:: INPUT MATERIAL ::
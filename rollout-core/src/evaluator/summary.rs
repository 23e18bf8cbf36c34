//! Summary of evaluation runs.
use crate::record::{Record, RecordValue};
use anyhow::Result;
use serde::{Deserialize, Serialize};
use std::{fs::File, io::Write, path::Path};

/// Lengths and returns of evaluated episodes.
#[derive(Debug, Clone, Default, PartialEq, Serialize, Deserialize)]
pub struct EvalSummary {
    /// The number of steps of each episode.
    pub lengths: Vec<usize>,

    /// The sum of rewards of each episode.
    pub rewards: Vec<f32>,
}

fn mean(vs: &[f32]) -> f32 {
    if vs.is_empty() {
        return f32::NAN;
    }
    vs.iter().sum::<f32>() / vs.len() as f32
}

/// Population standard deviation.
fn std_dev(vs: &[f32]) -> f32 {
    let m = mean(vs);
    (vs.iter().map(|v| (v - m).powi(2)).sum::<f32>() / vs.len() as f32).sqrt()
}

impl EvalSummary {
    /// Appends an episode.
    pub fn push(&mut self, length: usize, reward: f32) {
        self.lengths.push(length);
        self.rewards.push(reward);
    }

    /// Returns the number of episodes.
    pub fn n_episodes(&self) -> usize {
        self.rewards.len()
    }

    /// Mean of episode returns, `NaN` if there is no episode.
    pub fn reward_mean(&self) -> f32 {
        mean(&self.rewards)
    }

    /// Standard deviation of episode returns, `NaN` if there is no episode.
    pub fn reward_std(&self) -> f32 {
        std_dev(&self.rewards)
    }

    /// Mean of episode lengths, `NaN` if there is no episode.
    pub fn length_mean(&self) -> f32 {
        let lengths = self.lengths.iter().map(|&l| l as f32).collect::<Vec<_>>();
        mean(&lengths)
    }

    /// Converts the summary into a [`Record`].
    pub fn to_record(&self) -> Record {
        Record::from_slice(&[
            ("eval/reward_mean", RecordValue::Scalar(self.reward_mean())),
            ("eval/reward_std", RecordValue::Scalar(self.reward_std())),
            ("eval/length_mean", RecordValue::Scalar(self.length_mean())),
            ("eval/rewards", RecordValue::Array1(self.rewards.clone())),
            (
                "eval/lengths",
                RecordValue::Array1(self.lengths.iter().map(|&l| l as f32).collect()),
            ),
        ])
    }

    /// Saves the summary as YAML.
    pub fn save(&self, path: impl AsRef<Path>) -> Result<()> {
        let mut file = File::create(path)?;
        file.write_all(serde_yaml::to_string(&self)?.as_bytes())?;
        Ok(())
    }
}

#[cfg(test)]
mod test {
    use super::*;

    #[test]
    fn test_statistics() {
        let mut summary = EvalSummary::default();
        for (l, r) in [(10, 2.0), (20, 4.0), (30, 4.0), (40, 4.0), (50, 5.0)] {
            summary.push(l, r);
        }
        for (l, r) in [(60, 5.0), (70, 7.0), (80, 9.0)] {
            summary.push(l, r);
        }

        assert_eq!(summary.n_episodes(), 8);
        assert!((summary.reward_mean() - 5.0).abs() < 1e-6);
        assert!((summary.reward_std() - 2.0).abs() < 1e-6);
        assert!((summary.length_mean() - 45.0).abs() < 1e-6);

        let record = summary.to_record();
        assert!((record.get_scalar("eval/reward_std").unwrap() - 2.0).abs() < 1e-6);
        assert_eq!(record.get_array1("eval/rewards").unwrap().len(), 8);
    }

    #[test]
    fn test_empty_summary() {
        let summary = EvalSummary::default();
        assert!(summary.reward_mean().is_nan());
        assert!(summary.reward_std().is_nan());
    }
}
:::
Once the line with "use super::*;" is found, transcribe it and each line after it through the final line of the entries, exactly and only.

▶ RESPONSE
    use super::*;

    #[test]
    fn test_statistics() {
        let mut summary = EvalSummary::default();
        for (l, r) in [(10, 2.0), (20, 4.0), (30, 4.0), (40, 4.0), (50, 5.0)] {
            summary.push(l, r);
        }
        for (l, r) in [(60, 5.0), (70, 7.0), (80, 9.0)] {
            summary.push(l, r);
        }

        assert_eq!(summary.n_episodes(), 8);
        assert!((summary.reward_mean() - 5.0).abs() < 1e-6);
        assert!((summary.reward_std() - 2.0).abs() < 1e-6);
        assert!((summary.length_mean() - 45.0).abs() < 1e-6);

        let record = summary.to_record();
        assert!((record.get_scalar("eval/reward_std").unwrap() - 2.0).abs() < 1e-6);
        assert_eq!(record.get_array1("eval/rewards").unwrap().len(), 8);
    }

    #[test]
    fn test_empty_summary() {
        let summary = EvalSummary::default();
        assert!(summary.reward_mean().is_nan());
        assert!(summary.reward_std().is_nan());
    }
}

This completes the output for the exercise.